• Assignment
In the entries below, filter for the word "Failed" and copy every matching line.

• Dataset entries
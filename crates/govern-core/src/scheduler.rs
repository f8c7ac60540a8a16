//! Periodic drivers that feed the event pipeline

use std::sync::Arc;
use std::time::Duration;

use tokio::time::{interval_at, Instant};
use tokio_util::sync::CancellationToken;
use tracing::{debug, info, warn};

use crate::events::Event;
use crate::queue::EventQueue;
use crate::registry::Registry;

/// Periodically enqueues one `healthcheck` event per registered pod.
///
/// Only reads a key snapshot; never touches registry state directly. The
/// per-tick burst is bounded by the current service count, and queue
/// backpressure governs overload.
pub struct HealthCheckScheduler {
    registry: Arc<Registry>,
    queue: Arc<EventQueue>,
    interval: Duration,
    cancel: CancellationToken,
}

impl HealthCheckScheduler {
    pub fn new(registry: Arc<Registry>, queue: Arc<EventQueue>, interval: Duration) -> Self {
        Self {
            registry,
            queue,
            interval,
            cancel: CancellationToken::new(),
        }
    }

    pub async fn run(&self) {
        info!(
            "Health check scheduler started (interval {:?})",
            self.interval
        );
        let mut ticker = interval_at(Instant::now() + self.interval, self.interval);

        loop {
            tokio::select! {
                _ = ticker.tick() => self.schedule_health_checks().await,
                _ = self.cancel.cancelled() => {
                    info!("Health check scheduler stopped");
                    break;
                }
            }
        }
    }

    async fn schedule_health_checks(&self) {
        let keys = self.registry.service_keys();
        debug!("Scheduling health checks for {} services", keys.len());

        for service_key in keys {
            if let Err(e) = self
                .queue
                .enqueue(Event::HealthCheck { service_key })
                .await
            {
                warn!("Failed to enqueue health check event: {}", e);
                return;
            }
        }
    }

    pub fn stop(&self) {
        self.cancel.cancel();
    }
}

/// Periodically enqueues a single `reconcile` event
pub struct ReconcileScheduler {
    queue: Arc<EventQueue>,
    interval: Duration,
    cancel: CancellationToken,
}

impl ReconcileScheduler {
    pub fn new(queue: Arc<EventQueue>, interval: Duration) -> Self {
        Self {
            queue,
            interval,
            cancel: CancellationToken::new(),
        }
    }

    pub async fn run(&self) {
        info!("Reconcile scheduler started (interval {:?})", self.interval);
        let mut ticker = interval_at(Instant::now() + self.interval, self.interval);

        loop {
            tokio::select! {
                _ = ticker.tick() => {
                    debug!("Enqueuing reconcile event");
                    if let Err(e) = self.queue.enqueue(Event::Reconcile).await {
                        warn!("Failed to enqueue reconcile event: {}", e);
                    }
                }
                _ = self.cancel.cancelled() => {
                    info!("Reconcile scheduler stopped");
                    break;
                }
            }
        }
    }

    pub fn stop(&self) {
        self.cancel.cancel();
    }
}

#[cfg(test)]
mod tests {
    use super::*;
    use crate::queue::EventQueueConfig;
    use crate::store::DualStore;
    use govern_db::ServiceRegistration;
    use tokio::time::{sleep, timeout};

    async fn wait_for<F: Fn() -> bool>(cond: F) {
        timeout(Duration::from_secs(5), async {
            while !cond() {
                sleep(Duration::from_millis(5)).await;
            }
        })
        .await
        .expect("condition not reached in time");
    }

    #[tokio::test]
    async fn test_health_check_scheduler_enqueues_per_service() {
        let store = Arc::new(DualStore::new(None, Duration::from_secs(1)));
        let registry = Arc::new(Registry::new(store));
        let queue = Arc::new(EventQueue::new(EventQueueConfig { buffer_size: 64 }));

        for pod in ["pod-1", "pod-2"] {
            registry
                .register(ServiceRegistration {
                    service_name: "user-svc".to_string(),
                    pod_name: pod.to_string(),
                    providers: vec![],
                    health_check_url: "http://127.0.0.1:1/h".to_string(),
                    notification_url: "http://127.0.0.1:1/n".to_string(),
                    subscriptions: vec![],
                })
                .await;
        }

        let scheduler = Arc::new(HealthCheckScheduler::new(
            registry,
            queue.clone(),
            Duration::from_millis(20),
        ));
        let handle = {
            let scheduler = scheduler.clone();
            tokio::spawn(async move { scheduler.run().await })
        };

        // One tick enqueues one event per registered pod
        wait_for(|| queue.len() >= 2).await;

        scheduler.stop();
        handle.await.unwrap();
    }

    #[tokio::test]
    async fn test_reconcile_scheduler_enqueues_single_events() {
        let queue = Arc::new(EventQueue::new(EventQueueConfig { buffer_size: 64 }));
        let scheduler = Arc::new(ReconcileScheduler::new(
            queue.clone(),
            Duration::from_millis(20),
        ));
        let handle = {
            let scheduler = scheduler.clone();
            tokio::spawn(async move { scheduler.run().await })
        };

        wait_for(|| queue.len() >= 2).await;

        scheduler.stop();
        handle.await.unwrap();

        // No more events after stop
        let len_after_stop = queue.len();
        sleep(Duration::from_millis(60)).await;
        assert_eq!(queue.len(), len_after_stop);
    }
}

• Expected answer
                warn!("Failed to enqueue health check event: {}", e);
                        warn!("Failed to enqueue reconcile event: {}", e);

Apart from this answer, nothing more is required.